- _Stored data_:
impl ScriptVm {
    pub fn new() -> Self {
        Self {
            engine: build_engine(),
            files: RwLock::new(Vec::new()),
            helpers: RwLock::new(HelperEnv {
                ast: AST::empty(),
                scope: Scope::new(),
            }),
        }
    }

    /// Compile an expression for later evaluation. Called once at filter
    /// construction; a failure here aborts the construction.
    pub fn compile(&self, expr: &str) -> Result<AST, ScriptError> {
        self.engine
            .compile(expr)
            .map_err(|e| ScriptError::Compile(e.to_string()))
    }

    /// Load helper script files into the base environment, replacing any
    /// previously loaded environment.
    pub fn load<P: AsRef<Path>>(&self, files: &[P]) -> Result<(), ScriptError> {
        let mut ast = AST::empty();
        let mut scope = Scope::new();
        let mut paths = Vec::with_capacity(files.len());

        for file in files {
            let path = file.as_ref();
            let text = std::fs::read_to_string(path).map_err(|e| ScriptError::Load {
                path: path.display().to_string(),
                reason: e.to_string(),
            })?;
            let compiled = self.engine.compile(&text).map_err(|e| ScriptError::Load {
                path: path.display().to_string(),
                reason: e.to_string(),
            })?;
            self.engine
                .run_ast_with_scope(&mut scope, &compiled)
                .map_err(|e| ScriptError::Load {
                    path: path.display().to_string(),
                    reason: e.to_string(),
                })?;
            ast = ast.merge(&compiled);
            paths.push(path.to_path_buf());
        }

        *self.helpers.write().unwrap() = HelperEnv { ast, scope };
        *self.files.write().unwrap() = paths;
        Ok(())
    }

    /// Re-load the helper files given to the last [`load`](Self::load) call.
    /// A no-op when no helper scripts are configured.
    pub fn reload(&self) -> Result<(), ScriptError> {
        let files = self.files.read().unwrap().clone();
        if files.is_empty() {
            return Ok(());
        }
        self.load(&files)
    }

    fn eval_bound(&self, ast: &AST, var: &str, value: Dynamic) -> Result<Dynamic, ScriptError> {
        let env = self.helpers.read().unwrap();
        let mut scope = env.scope.clone();
        scope.push_dynamic(var.to_string(), value);
        let merged = env.ast.merge(ast);
        self.engine
            .eval_ast_with_scope::<Dynamic>(&mut scope, &merged)
            .map_err(|e| ScriptError::Eval(e.to_string()))
    }

    /// Evaluate with a single alert bound as `alert`.
    pub fn eval_alert(&self, ast: &AST, alert: &Alert) -> Result<Dynamic, ScriptError> {
        self.eval_bound(ast, "alert", alert_to_dynamic(alert))
    }

    /// Evaluate with a whole batch bound as `alerts`.
    pub fn eval_alerts(&self, ast: &AST, alerts: &[Alert]) -> Result<Dynamic, ScriptError> {
        let arr: Array = alerts.iter().map(alert_to_dynamic).collect();
        self.eval_bound(ast, "alerts", Dynamic::from_array(arr))
    }

    /// Run an editing script against a mutable projection of `alert` and
    /// read the result back into a fresh, validated [`Alert`].
    pub fn eval_edit(&self, ast: &AST, alert: &Alert) -> Result<Alert, ScriptError> {
        let env = self.helpers.read().unwrap();
        let mut scope = env.scope.clone();
        scope.push_dynamic("alert", alert_to_dynamic(alert));
        let merged = env.ast.merge(ast);
        self.engine
            .run_ast_with_scope(&mut scope, &merged)
            .map_err(|e| ScriptError::Eval(e.to_string()))?;

        let m = scope
            .get_value::<Map>("alert")
            .ok_or_else(|| convert("alert", "no longer an object map"))?;
        alert_from_map(&m)
    }
}

/// Build the shared engine configuration: resource limits plus the
/// timestamp type used for `alert.Date`.
fn build_engine() -> Engine {
    let mut engine = Engine::new();
    engine.set_max_operations(1_000_000);
    engine.set_max_call_levels(32);

    engine
        .register_type_with_name::<DateTime<Utc>>("Timestamp")
        .register_fn("to_rfc3339", |t: &mut DateTime<Utc>| t.to_rfc3339())
        .register_fn("to_string", |t: &mut DateTime<Utc>| t.to_rfc3339())
        .register_fn("timestamp", |t: &mut DateTime<Utc>| t.timestamp())
        .register_get("year", |t: &mut DateTime<Utc>| t.year() as i64)
        .register_get("month", |t: &mut DateTime<Utc>| t.month() as i64)
        .register_get("day", |t: &mut DateTime<Utc>| t.day() as i64)
        .register_get("hour", |t: &mut DateTime<Utc>| t.hour() as i64)
        .register_get("minute", |t: &mut DateTime<Utc>| t.minute() as i64)
        .register_get("second", |t: &mut DateTime<Utc>| t.second() as i64)
        .register_fn("==", |a: DateTime<Utc>, b: DateTime<Utc>| a == b)
        .register_fn("<", |a: DateTime<Utc>, b: DateTime<Utc>| a < b)
        .register_fn(">", |a: DateTime<Utc>, b: DateTime<Utc>| a > b)
        .register_fn(
            "rfc3339",
            |s: &str| -> Result<DateTime<Utc>, Box<EvalAltResult>> {
                DateTime::parse_from_rfc3339(s)
                    .map(|t| t.with_timezone(&Utc))
                    .map_err(|e| e.to_string().into())
            },
        );

    engine
}

/// Project an alert into a script map with the canonical field names.
pub fn alert_to_dynamic(a: &Alert) -> Dynamic {
    let mut m = Map::new();
    m.insert("From".into(), a.from.clone().into());
    m.insert("Date".into(), Dynamic::from(a.date));
    m.insert("Host".into(), a.host.clone().into());
    m.insert("Title".into(), a.title.clone().into());
    m.insert("Message".into(), a.message.clone().into());

    let routes: Array = a.routes.iter().map(|r| r.clone().into()).collect();
    m.insert("Routes".into(), Dynamic::from_array(routes));

    let info = rhai::serde::to_dynamic(&a.info).unwrap_or_else(|_| Dynamic::from_map(Map::new()));
    m.insert("Info".into(), info);

    let mut stats = Map::new();
    for (k, v) in &a.stats {
        stats.insert(k.as_str().into(), (*v).into());
    }
    m.insert("Stats".into(), Dynamic::from_map(stats));

    let sub: Array = a.sub.iter().map(alert_to_dynamic).collect();
    m.insert("Sub".into(), Dynamic::from_array(sub));

    Dynamic::from_map(m)
}

fn map_string(v: &Dynamic, field: &'static str) -> Result<String, ScriptError> {
    v.clone()
        .into_string()
        .map_err(|typ| convert(field, format!("not a string but {typ}")))
}

/// Read an edited script map back into an [`Alert`].
///
/// Unknown keys are ignored. `Sub` is kept only while every element still
/// converts back to an alert shape.
pub fn alert_from_map(m: &Map) -> Result<Alert, ScriptError> {
    let mut a = Alert::default();

    for (k, v) in m {
        match k.as_str() {
            "From" => a.from = map_string(v, "From")?,
            "Host" => a.host = map_string(v, "Host")?,
            "Title" => a.title = map_string(v, "Title")?,
            "Message" => a.message = map_string(v, "Message")?,
            "Date" => {
                a.date = v
                    .clone()
                    .try_cast::<DateTime<Utc>>()
                    .ok_or_else(|| convert("Date", "not a timestamp"))?;
            }
            "Routes" => {
                let arr = v
                    .clone()
                    .try_cast::<Array>()
                    .ok_or_else(|| convert("Routes", "not an array of strings"))?;
                let mut routes = Vec::with_capacity(arr.len());
                for item in arr {
                    routes.push(
                        item.into_string()
                            .map_err(|_| convert("Routes", "not an array of strings"))?,
                    );
                }
                a.routes = routes;
            }
            "Info" => {
                a.info = rhai::serde::from_dynamic::<serde_json::Map<String, Value>>(v)
                    .map_err(|e| convert("Info", e.to_string()))?;
            }
            "Stats" => {
                let map = v
                    .clone()
                    .try_cast::<Map>()
                    .ok_or_else(|| convert("Stats", "not an object map"))?;
                let mut stats = std::collections::HashMap::with_capacity(map.len());
                for (sk, sv) in map {
                    let n = if let Ok(f) = sv.as_float() {
                        f
                    } else if let Ok(i) = sv.as_int() {
                        i as f64
                    } else {
                        return Err(convert("Stats", "non-numeric value"));
                    };
                    stats.insert(sk.to_string(), n);
                }
                a.stats = stats;
            }
            "Sub" => {
                if let Some(arr) = v.clone().try_cast::<Array>() {
                    let mut sub = Vec::with_capacity(arr.len());
                    let mut ok = true;
                    for item in arr {
                        match item.try_cast::<Map>().map(|im| alert_from_map(&im)) {
                            Some(Ok(child)) => sub.push(child),
                            _ => {
                                ok = false;
                                break;
                            }
                        }
                    }
                    if ok {
                        a.sub = sub;
                    }
                }
            }
            _ => {}
        }
    }

    a.validate()
        .map_err(|e| convert("alert", e.to_string()))?;
    Ok(a)
}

- _Exercise_: Pull each line containing the word "Message" out of the data above.

- _Problem solution_:
    m.insert("Message".into(), a.message.clone().into());
            "Message" => a.message = map_string(v, "Message")?,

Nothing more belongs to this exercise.